# State Parks In Your State



## Tangooutback (Apr 16, 2010)

Well, I am from Texas and have been camping at Texas State Parks all these years. I found our state parks to be much better than National Parks in term of facility. In almost all Texas State Parks I have been to, there are always ample full hookup sites and cost is very reasonable. National Parks on the other hand have nice scenery but poor facility. Compare to commercial parks I'd rather go to state parks. It is usually more roomy.

So, how are State Parks in your state?


----------



## hautevue (Mar 8, 2009)

Maryland: mostly quite nice. Hidden gem: Pokomoke River Park, located ~20 miles southeast of Salisbury, MD on the "Eastern Shore" of the state. Milburn Landing is quiet, lots of sites have electric (no water or sewer hookups but they have water pipes scattered around, and a full dump site available at no charge). It's very peaceful. The Pokomoke River runs through it. Just 30 minutes from Assateague and Chinquapeake Islands (they tend to be crowded), plus 45 minutes from Ocean City, MD. It's a fun place to relax and let the kids run around if they want.

If you're traveling north/south and using the Chesapeake Bay Bridge Tunnel, Pokomoke Park is 6 miles north of the border between VA and MD.


----------



## Ish (Jun 15, 2010)

Minnesota has nice State parks. Most are quiter and have have more space between sites. However, because the ground freezes in the Winter hard, they don't have water hookups at the site - only electric. Too expensive to blow out in the Fall apparently. As a result, the sites are cheaper than commercial.


----------



## Nathan (Jan 2, 2007)

Michigan parks tend to be nice in general, but there is some variance. Haven't camped at one with full hookups. Most have electric. They aren't the cheapest, but are less than private...

I acutally prefer National Parks to the state however. No electric means no radios blaring. Generators can be a problem, but if they have generator free loops we head there so we can truely be at peace with nature. To each his/her own right?


----------



## fourwalls (Sep 21, 2007)

We live in Ohio and love the Ohio State parks. Some have full hookup and some only have electric.
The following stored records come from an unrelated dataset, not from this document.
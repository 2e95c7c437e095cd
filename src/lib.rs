//! Pluggable GPI abstraction for Raspberry Pi class boards.
//!
//! Every digital pin, whether it lives on the SoC's own GPIO controller or
//! on an I2C port expander, is addressed through one flat, contiguous index
//! space, so application code never needs to know which chip a pin belongs
//! to. Backends register with the [`Registry`], which maps flat pin numbers
//! to (backend, local offset) pairs; a background [`Poller`] keeps input
//! caches fresh for backends that support polling.
//!
//! # Example
//!
//! ```rust,no_run
//! use rpi_gpi::{Direction, Poller, Pull, Registry};
//!
//! # fn main() -> anyhow::Result<()> {
//! let registry = Registry::new();
//! registry.add_native()?;                    // pins 0..32
//! registry.add_mcp23017(0x20, None)?;        // pins 32..48
//!
//! let poller = Poller::spawn(registry.clone());
//!
//! registry.enable(4, true)?;
//! registry.set_direction(4, Direction::Input)?;
//! registry.set_pull(4, Pull::Up)?;
//! println!("pin 4: {}", registry.get_state(4)?);
//!
//! poller.stop();
//! # Ok(())
//! # }
//! ```

pub mod backend;
pub mod bus;
pub mod error;
pub mod mcp23017;
pub mod native;
pub mod pin;
pub mod poll;
pub mod registry;

pub use backend::{Backend, BackendKind};
pub use bus::{BusTransport, I2cDev};
pub use error::{Error, Result};
pub use mcp23017::{Mcp23017Backend, SharedBus};
pub use native::NativeBackend;
pub use pin::{Direction, Pin, Pull};
pub use poll::{Poller, POLL_INTERVAL};
pub use registry::{BackendInfo, Registry, MAX_BACKENDS};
Very few of them are primitive camping only. We have only stayed in a few but all we have been in have been a pleasure.


----------



## Collinsfam_WY (Nov 9, 2006)

X2 to the great Texas State Parks







We usually get the Texas State Park pass which pays for itself in as little as 4 camping trips then saves us a bundle from there on out. We are in a remote area - state park wise but that does not stop us from going! Check out Caprock Canyons SP, Palo Duro Canyon SP, Copper Breaks SP and Abilene SP!

We don't typically use full hookup sites so it does not bother us if a site does not have them. Caprock Canyons doesn't have full hookups yet it is our favorite SP.

-CC


----------



## Livin4weekenz (Aug 26, 2007)

We live in DE and often visit nearby state parks in PA,MD, and in VA and of course DE I prefer them to the big resort campgrounds some of our favorites are.

Shad Landing Pocomoke MD
Tuckahoe MD
Codarus in Hanover PA
Kiptopeke VA

the only 1 I dont recomend is DE seashore state park ......unless all u want to do is go to the beach


----------



## luverofpeanuts (Mar 9, 2010)

Ish said:


> Minnesota has nice State parks. Most are quiter and have have more space between sites. However, because the ground freezes in the Winter hard, they don't have water hookups at the site - only electric. Too expensive to blow out in the Fall apparently. As a result, the sites are cheaper than commercial.


Ditto. We routinely make the rounds each year to our favorite Minnesota State Parks. We even go to our favorite twice a year for 5-7 days each time. The RV friendly state parks will have a dump station and a place to fill your trailer with water. Most have decent shower houses.

With few exceptions, I have found state parks in Minnesota, Wisconsin, and Michigan to have better camp sites in terms of size and separation than any private campground resort we've stayed at. Generally better shower houses too...though smaller number of showers. One of the exceptions is Rafter J Bar in the Black Hills of South Dakota.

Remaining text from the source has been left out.